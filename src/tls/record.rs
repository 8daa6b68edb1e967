//! TLS 1.3 record framing (RFC 8446 section 5).

use crate::error::{Error, Result};
use crate::tls::alert::AlertDescription;

/// TLS record content types.
#[derive(Debug, Clone, Copy, PartialEq, Eq)]
#[repr(u8)]
pub enum ContentType {
    ChangeCipherSpec = 20,
    Alert = 21,
    Handshake = 22,
    ApplicationData = 23,
}

impl ContentType {
    pub fn from_byte(b: u8) -> Option<Self> {
        match b {
            20 => Some(Self::ChangeCipherSpec),
            21 => Some(Self::Alert),
            22 => Some(Self::Handshake),
            23 => Some(Self::ApplicationData),
            _ => None,
        }
    }
}

/// TLS 1.3 record header size.
pub const RECORD_HEADER_LEN: usize = 5;

/// Largest plaintext fragment a record may carry.
pub const MAX_PLAINTEXT_LEN: usize = 1 << 14;

/// Largest protected record body: plaintext, inner type, padding and tag.
pub const MAX_CIPHERTEXT_LEN: usize = MAX_PLAINTEXT_LEN + 256;

/// Record version every TLS 1.3 record carries after the first ClientHello.
pub const LEGACY_RECORD_VERSION: u16 = 0x0303;

/// Record version of the initial ClientHello, for middlebox compatibility.
pub const INITIAL_RECORD_VERSION: u16 = 0x0301;

/// Body of the legacy change_cipher_spec record.
pub const CHANGE_CIPHER_SPEC_BODY: [u8; 1] = [0x01];

/// TLS record header (5 bytes).
#[derive(Debug, Clone, Copy, PartialEq, Eq)]
pub struct RecordHeader {
    pub content_type: ContentType,
    pub legacy_version: u16,
    pub length: u16,
}

impl RecordHeader {
    pub fn new(content_type: ContentType, length: usize) -> Self {
        Self {
            content_type,
            legacy_version: LEGACY_RECORD_VERSION,
            length: length as u16,
        }
    }

    pub fn encode(&self) -> [u8; RECORD_HEADER_LEN] {
        let [hi, lo] = self.length.to_be_bytes();
        let [version_hi, version_lo] = self.legacy_version.to_be_bytes();

        [self.content_type as u8, version_hi, version_lo, hi, lo]
    }

    /// Decodes and validates a header.
    ///
    /// Rejects unknown content types, versions outside `0x03xx` and lengths
    /// no TLS 1.3 record can have.
    pub fn decode(data: &[u8]) -> Result<Self> {
        let Some(header) = data.get(..RECORD_HEADER_LEN) else {
            return Err(Error::Decode("record header is five bytes"));
        };

        let content_type =
            ContentType::from_byte(header[0]).ok_or(Error::Decode("unknown record content type"))?;
        let legacy_version = u16::from_be_bytes([header[1], header[2]]);
        let length = u16::from_be_bytes([header[3], header[4]]);

        if header[1] != 0x03 {
            return Err(Error::Decode("record version is not 0x03xx"));
        }

        let limit = match content_type {
            ContentType::ApplicationData => MAX_CIPHERTEXT_LEN,
            _ => MAX_PLAINTEXT_LEN,
        };

        if length as usize > limit {
            return Err(Error::handshake(
                AlertDescription::RecordOverflow,
                "record length exceeds TLS 1.3 limit",
            ));
        }

        Ok(Self {
            content_type,
            legacy_version,
            length,
        })
    }

    /// Header plus body size.
    pub fn record_len(&self) -> usize {
        RECORD_HEADER_LEN + self.length as usize
    }
}

/// Build a nonce for AEAD: iv XOR padded_sequence_number (RFC 8446 section 5.3).
pub fn build_nonce(iv: &[u8; 12], seq: u64) -> [u8; 12] {
    let mut nonce = *iv;
    for (byte, seq_byte) in nonce[4..].iter_mut().zip(seq.to_be_bytes()) {
        *byte ^= seq_byte;
    }
    nonce
}

/// Splits a decrypted TLSInnerPlaintext into its content length and type.
///
/// The type is the last non-zero byte; everything after it is padding.
pub fn strip_padding(inner: &[u8]) -> Result<(usize, ContentType)> {
    let Some(position) = inner.iter().rposition(|&b| b != 0) else {
        return Err(Error::handshake(
            AlertDescription::UnexpectedMessage,
            "protected record has no content type",
        ));
    };

    let content_type = ContentType::from_byte(inner[position])
        .ok_or(Error::Decode("unknown inner content type"))?;

    if position > MAX_PLAINTEXT_LEN {
        return Err(Error::handshake(
            AlertDescription::RecordOverflow,
            "decrypted record exceeds TLS 1.3 limit",
        ));
    }

    Ok((position, content_type))
}

#[cfg(test)]
mod tests {
    use super::*;

    #[test]
    fn header_round_trip() {
        let header = RecordHeader::new(ContentType::Handshake, 300);
        assert_eq!(header.encode(), [22, 3, 3, 1, 44]);
        assert_eq!(RecordHeader::decode(&header.encode()).unwrap(), header);
    }

    #[test]
    fn oversized_records_are_rejected() {
        assert!(RecordHeader::decode(&[23, 3, 3, 0x41, 0x00]).is_ok());
        assert!(RecordHeader::decode(&[23, 3, 3, 0x41, 0x01]).is_err());
        assert!(RecordHeader::decode(&[22, 3, 3, 0x40, 0x01]).is_err());
        assert!(RecordHeader::decode(&[24, 3, 3, 0, 1]).is_err());
        assert!(RecordHeader::decode(&[22, 2, 0, 0, 1]).is_err());
        assert!(RecordHeader::decode(&[22, 3, 3]).is_err());
    }

    #[test]
    fn nonce_xors_sequence_into_iv_tail() {
        let iv = [0xffu8; 12];
        let nonce = build_nonce(&iv, 0x0102);
        assert_eq!(&nonce[..10], &[0xff; 10]);
        assert_eq!(&nonce[10..], &[0xfe, 0xfd]);
    }

    #[test]
    fn padding_is_stripped() {
        assert_eq!(
            strip_padding(&[b'h', b'i', 23, 0, 0]).unwrap(),
            (2, ContentType::ApplicationData)
        );
        assert!(strip_padding(&[0, 0, 0]).is_err());
    }
}
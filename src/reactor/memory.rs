//! In-process transport pair.
//!
//! Two [`MemoryTransport`] ends share a pair of byte queues. Writes never
//! block; reads suspend until the other end writes or is dropped. An optional
//! chunk limit caps every read and write so callers see the short reads and
//! partial writes a socket would produce.

use crate::reactor::future::Transport;

use std::cell::RefCell;
use std::collections::VecDeque;
use std::io;
use std::rc::Rc;
use std::task::{Context, Poll, Waker};

#[derive(Default)]
struct Pipe {
    data: VecDeque<u8>,
    reader: Option<Waker>,
    writer_closed: bool,
    reader_closed: bool,
}

/// One end of an in-memory byte stream.
pub struct MemoryTransport {
    incoming: Rc<RefCell<Pipe>>,
    outgoing: Rc<RefCell<Pipe>>,
    max_chunk: usize,
}

impl MemoryTransport {
    /// Creates a connected pair with no chunk limit.
    pub fn pair() -> (Self, Self) {
        Self::pair_with_chunk(usize::MAX)
    }

    /// Creates a connected pair moving at most `max_chunk` bytes per call.
    pub fn pair_with_chunk(max_chunk: usize) -> (Self, Self) {
        let max_chunk = max_chunk.max(1);
        let a_to_b = Rc::new(RefCell::new(Pipe::default()));
        let b_to_a = Rc::new(RefCell::new(Pipe::default()));

        let a = Self {
            incoming: b_to_a.clone(),
            outgoing: a_to_b.clone(),
            max_chunk,
        };
        let b = Self {
            incoming: a_to_b,
            outgoing: b_to_a,
            max_chunk,
        };

        (a, b)
    }

    /// Bytes written by the peer and not read yet.
    pub fn pending(&self) -> usize {
        self.incoming.borrow().data.len()
    }
}

impl Transport for MemoryTransport {
    fn poll_read(&mut self, cx: &mut Context<'_>, buffer: &mut [u8]) -> Poll<io::Result<usize>> {
        let mut pipe = self.incoming.borrow_mut();

        if pipe.data.is_empty() {
            if pipe.writer_closed || buffer.is_empty() {
                return Poll::Ready(Ok(0));
            }

            pipe.reader = Some(cx.waker().clone());
            return Poll::Pending;
        }

        let count = buffer.len().min(self.max_chunk).min(pipe.data.len());
        for (slot, byte) in buffer.iter_mut().zip(pipe.data.drain(..count)) {
            *slot = byte;
        }

        Poll::Ready(Ok(count))
    }

    fn poll_write(&mut self, _cx: &mut Context<'_>, buffer: &[u8]) -> Poll<io::Result<usize>> {
        let (reader, count) = {
            let mut pipe = self.outgoing.borrow_mut();

            if pipe.reader_closed {
                return Poll::Ready(Err(io::Error::new(
                    io::ErrorKind::BrokenPipe,
                    "peer transport dropped",
                )));
            }

            let count = buffer.len().min(self.max_chunk);
            pipe.data.extend(&buffer[..count]);

            if count == 0 {
                return Poll::Ready(Ok(0));
            }

            (pipe.reader.take(), count)
        };

        if let Some(reader) = reader {
            reader.wake();
        }

        Poll::Ready(Ok(count))
    }
}

impl Drop for MemoryTransport {
    fn drop(&mut self) {
        self.incoming.borrow_mut().reader_closed = true;

        let reader = {
            let mut pipe = self.outgoing.borrow_mut();
            pipe.writer_closed = true;
            pipe.reader.take()
        };

        if let Some(reader) = reader {
            reader.wake();
        }
    }
}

Description of the task: Tell how many lines in the entries above include the word "types", and respond with the number alone.

Reply to the exercise: 2